*TASK BRIEF:* Show every line in the records below that contains the word "config".

*RECORDS SUPPLIED:*
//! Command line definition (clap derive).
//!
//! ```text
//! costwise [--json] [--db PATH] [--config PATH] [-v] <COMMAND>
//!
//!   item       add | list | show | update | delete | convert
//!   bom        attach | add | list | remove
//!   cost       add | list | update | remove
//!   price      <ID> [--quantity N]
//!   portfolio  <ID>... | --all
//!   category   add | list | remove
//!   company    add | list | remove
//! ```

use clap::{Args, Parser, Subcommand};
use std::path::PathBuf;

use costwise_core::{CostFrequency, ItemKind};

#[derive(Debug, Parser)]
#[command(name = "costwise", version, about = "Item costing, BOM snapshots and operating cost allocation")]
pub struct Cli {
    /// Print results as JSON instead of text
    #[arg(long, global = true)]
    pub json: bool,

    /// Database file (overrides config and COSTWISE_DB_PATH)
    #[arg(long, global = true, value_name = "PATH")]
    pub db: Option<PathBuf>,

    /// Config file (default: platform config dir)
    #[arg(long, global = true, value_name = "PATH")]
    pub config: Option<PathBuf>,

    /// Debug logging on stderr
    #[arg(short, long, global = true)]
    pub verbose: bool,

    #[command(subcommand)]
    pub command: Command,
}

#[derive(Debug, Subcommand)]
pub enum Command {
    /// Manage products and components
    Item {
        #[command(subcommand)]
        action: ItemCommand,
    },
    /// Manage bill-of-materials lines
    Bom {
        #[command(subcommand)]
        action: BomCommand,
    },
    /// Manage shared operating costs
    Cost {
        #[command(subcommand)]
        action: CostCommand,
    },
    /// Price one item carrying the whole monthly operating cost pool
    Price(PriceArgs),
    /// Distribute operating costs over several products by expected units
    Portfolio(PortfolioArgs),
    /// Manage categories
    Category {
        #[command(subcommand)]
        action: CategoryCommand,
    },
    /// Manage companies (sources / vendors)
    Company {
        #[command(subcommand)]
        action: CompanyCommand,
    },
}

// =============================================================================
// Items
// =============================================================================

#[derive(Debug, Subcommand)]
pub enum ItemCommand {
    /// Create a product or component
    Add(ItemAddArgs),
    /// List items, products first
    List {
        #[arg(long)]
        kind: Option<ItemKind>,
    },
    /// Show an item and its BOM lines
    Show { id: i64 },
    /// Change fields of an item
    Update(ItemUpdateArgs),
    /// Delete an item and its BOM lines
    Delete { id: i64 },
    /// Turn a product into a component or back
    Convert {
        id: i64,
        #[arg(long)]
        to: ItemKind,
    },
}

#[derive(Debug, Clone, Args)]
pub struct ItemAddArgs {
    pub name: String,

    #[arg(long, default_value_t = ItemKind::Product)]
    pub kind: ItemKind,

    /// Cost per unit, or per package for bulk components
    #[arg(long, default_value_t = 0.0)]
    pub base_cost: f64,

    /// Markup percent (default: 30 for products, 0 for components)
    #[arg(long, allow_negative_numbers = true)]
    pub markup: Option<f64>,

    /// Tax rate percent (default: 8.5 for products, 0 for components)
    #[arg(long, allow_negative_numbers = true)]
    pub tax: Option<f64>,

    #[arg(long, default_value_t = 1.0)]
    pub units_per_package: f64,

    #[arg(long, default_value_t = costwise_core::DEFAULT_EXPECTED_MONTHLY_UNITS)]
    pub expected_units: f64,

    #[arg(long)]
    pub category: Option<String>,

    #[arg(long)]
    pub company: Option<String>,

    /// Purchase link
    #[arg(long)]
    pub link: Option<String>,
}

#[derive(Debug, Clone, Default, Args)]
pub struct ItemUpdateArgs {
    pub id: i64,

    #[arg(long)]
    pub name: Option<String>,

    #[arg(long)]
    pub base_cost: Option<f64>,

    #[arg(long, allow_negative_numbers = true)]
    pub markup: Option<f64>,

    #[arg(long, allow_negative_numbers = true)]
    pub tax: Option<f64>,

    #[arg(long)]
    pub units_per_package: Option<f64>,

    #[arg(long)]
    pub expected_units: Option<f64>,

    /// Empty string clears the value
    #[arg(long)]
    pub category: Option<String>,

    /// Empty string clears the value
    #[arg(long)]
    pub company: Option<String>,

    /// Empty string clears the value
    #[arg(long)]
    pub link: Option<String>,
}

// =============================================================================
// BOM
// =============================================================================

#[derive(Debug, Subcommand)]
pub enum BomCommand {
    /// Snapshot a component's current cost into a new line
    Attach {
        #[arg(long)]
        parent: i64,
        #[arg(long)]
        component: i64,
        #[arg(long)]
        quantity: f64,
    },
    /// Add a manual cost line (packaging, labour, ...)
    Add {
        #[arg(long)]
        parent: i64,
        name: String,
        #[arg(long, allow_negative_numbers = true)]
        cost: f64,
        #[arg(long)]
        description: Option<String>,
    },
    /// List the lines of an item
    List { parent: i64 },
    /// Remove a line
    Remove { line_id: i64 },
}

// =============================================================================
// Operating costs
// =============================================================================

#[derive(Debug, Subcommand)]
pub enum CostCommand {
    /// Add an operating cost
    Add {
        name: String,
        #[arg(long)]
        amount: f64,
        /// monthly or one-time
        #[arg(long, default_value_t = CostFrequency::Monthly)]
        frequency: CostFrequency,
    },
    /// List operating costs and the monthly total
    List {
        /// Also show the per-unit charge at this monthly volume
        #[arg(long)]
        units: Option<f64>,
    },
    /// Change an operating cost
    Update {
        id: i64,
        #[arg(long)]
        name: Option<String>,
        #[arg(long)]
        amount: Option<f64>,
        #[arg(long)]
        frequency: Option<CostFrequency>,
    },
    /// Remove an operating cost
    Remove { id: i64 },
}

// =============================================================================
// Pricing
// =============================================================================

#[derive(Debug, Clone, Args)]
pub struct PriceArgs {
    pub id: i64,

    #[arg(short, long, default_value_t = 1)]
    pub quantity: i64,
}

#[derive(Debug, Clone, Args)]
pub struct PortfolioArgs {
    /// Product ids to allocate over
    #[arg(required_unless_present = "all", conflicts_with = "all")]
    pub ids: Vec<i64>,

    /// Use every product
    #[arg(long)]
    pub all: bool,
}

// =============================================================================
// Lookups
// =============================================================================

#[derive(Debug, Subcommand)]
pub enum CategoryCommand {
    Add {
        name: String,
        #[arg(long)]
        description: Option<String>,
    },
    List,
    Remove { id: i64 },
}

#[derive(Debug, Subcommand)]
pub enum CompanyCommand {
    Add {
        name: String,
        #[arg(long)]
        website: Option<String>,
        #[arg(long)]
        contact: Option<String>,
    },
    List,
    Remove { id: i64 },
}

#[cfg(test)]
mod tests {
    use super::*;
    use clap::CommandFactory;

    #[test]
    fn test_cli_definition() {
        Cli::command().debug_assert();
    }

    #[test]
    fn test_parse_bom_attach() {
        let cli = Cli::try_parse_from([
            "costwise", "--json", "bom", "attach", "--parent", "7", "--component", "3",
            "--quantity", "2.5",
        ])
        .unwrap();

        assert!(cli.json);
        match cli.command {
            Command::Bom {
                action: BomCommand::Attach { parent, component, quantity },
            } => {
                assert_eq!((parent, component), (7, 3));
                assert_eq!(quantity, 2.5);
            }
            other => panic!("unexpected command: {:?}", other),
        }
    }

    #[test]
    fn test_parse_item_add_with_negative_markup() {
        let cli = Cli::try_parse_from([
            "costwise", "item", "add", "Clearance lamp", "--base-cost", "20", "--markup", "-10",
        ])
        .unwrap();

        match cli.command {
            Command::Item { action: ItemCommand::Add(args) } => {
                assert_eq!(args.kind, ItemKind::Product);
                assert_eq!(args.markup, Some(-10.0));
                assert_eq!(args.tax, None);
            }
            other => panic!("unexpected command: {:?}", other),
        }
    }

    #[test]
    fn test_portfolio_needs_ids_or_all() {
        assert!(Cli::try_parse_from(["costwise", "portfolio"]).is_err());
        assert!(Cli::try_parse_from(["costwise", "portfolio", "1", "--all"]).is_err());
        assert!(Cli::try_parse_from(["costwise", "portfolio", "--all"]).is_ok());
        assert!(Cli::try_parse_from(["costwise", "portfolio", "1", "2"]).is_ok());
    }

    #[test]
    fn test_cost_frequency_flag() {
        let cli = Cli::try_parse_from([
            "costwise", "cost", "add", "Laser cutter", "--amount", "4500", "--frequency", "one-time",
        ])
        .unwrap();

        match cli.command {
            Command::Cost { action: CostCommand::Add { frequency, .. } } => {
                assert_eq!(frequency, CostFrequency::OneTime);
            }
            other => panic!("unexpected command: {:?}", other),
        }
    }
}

...

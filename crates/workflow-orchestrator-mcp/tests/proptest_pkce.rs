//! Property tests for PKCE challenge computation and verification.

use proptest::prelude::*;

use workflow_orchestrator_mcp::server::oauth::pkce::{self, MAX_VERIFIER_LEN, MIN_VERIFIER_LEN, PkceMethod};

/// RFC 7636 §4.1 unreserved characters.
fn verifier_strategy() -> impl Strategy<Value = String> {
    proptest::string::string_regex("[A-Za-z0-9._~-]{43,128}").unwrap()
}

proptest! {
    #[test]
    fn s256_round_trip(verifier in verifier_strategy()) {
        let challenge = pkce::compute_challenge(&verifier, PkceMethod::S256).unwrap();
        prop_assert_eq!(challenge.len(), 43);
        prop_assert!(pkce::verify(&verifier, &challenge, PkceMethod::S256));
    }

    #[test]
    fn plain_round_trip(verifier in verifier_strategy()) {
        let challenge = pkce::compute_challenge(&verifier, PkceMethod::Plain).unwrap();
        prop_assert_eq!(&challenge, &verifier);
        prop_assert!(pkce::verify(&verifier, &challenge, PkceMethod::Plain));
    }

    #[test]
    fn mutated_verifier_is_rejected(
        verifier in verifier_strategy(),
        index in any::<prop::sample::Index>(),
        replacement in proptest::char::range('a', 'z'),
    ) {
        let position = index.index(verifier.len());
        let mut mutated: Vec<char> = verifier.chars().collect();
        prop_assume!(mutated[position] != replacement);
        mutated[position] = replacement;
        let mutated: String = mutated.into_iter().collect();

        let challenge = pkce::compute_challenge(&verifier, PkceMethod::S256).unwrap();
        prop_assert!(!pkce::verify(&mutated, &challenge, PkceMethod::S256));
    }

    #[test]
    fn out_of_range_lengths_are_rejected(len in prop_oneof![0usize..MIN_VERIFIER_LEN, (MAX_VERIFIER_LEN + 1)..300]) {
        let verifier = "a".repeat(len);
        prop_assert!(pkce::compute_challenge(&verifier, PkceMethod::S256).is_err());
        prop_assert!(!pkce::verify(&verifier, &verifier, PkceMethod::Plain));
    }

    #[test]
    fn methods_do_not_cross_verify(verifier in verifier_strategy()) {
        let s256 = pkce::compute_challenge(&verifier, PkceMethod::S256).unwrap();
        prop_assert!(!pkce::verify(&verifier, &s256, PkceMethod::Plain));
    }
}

*EXERCISE OUTPUT:*
//! costwise [--json] [--db PATH] [--config PATH] [-v] <COMMAND>
    /// Database file (overrides config and COSTWISE_DB_PATH)
    /// Config file (default: platform config dir)
    pub config: Option<PathBuf>,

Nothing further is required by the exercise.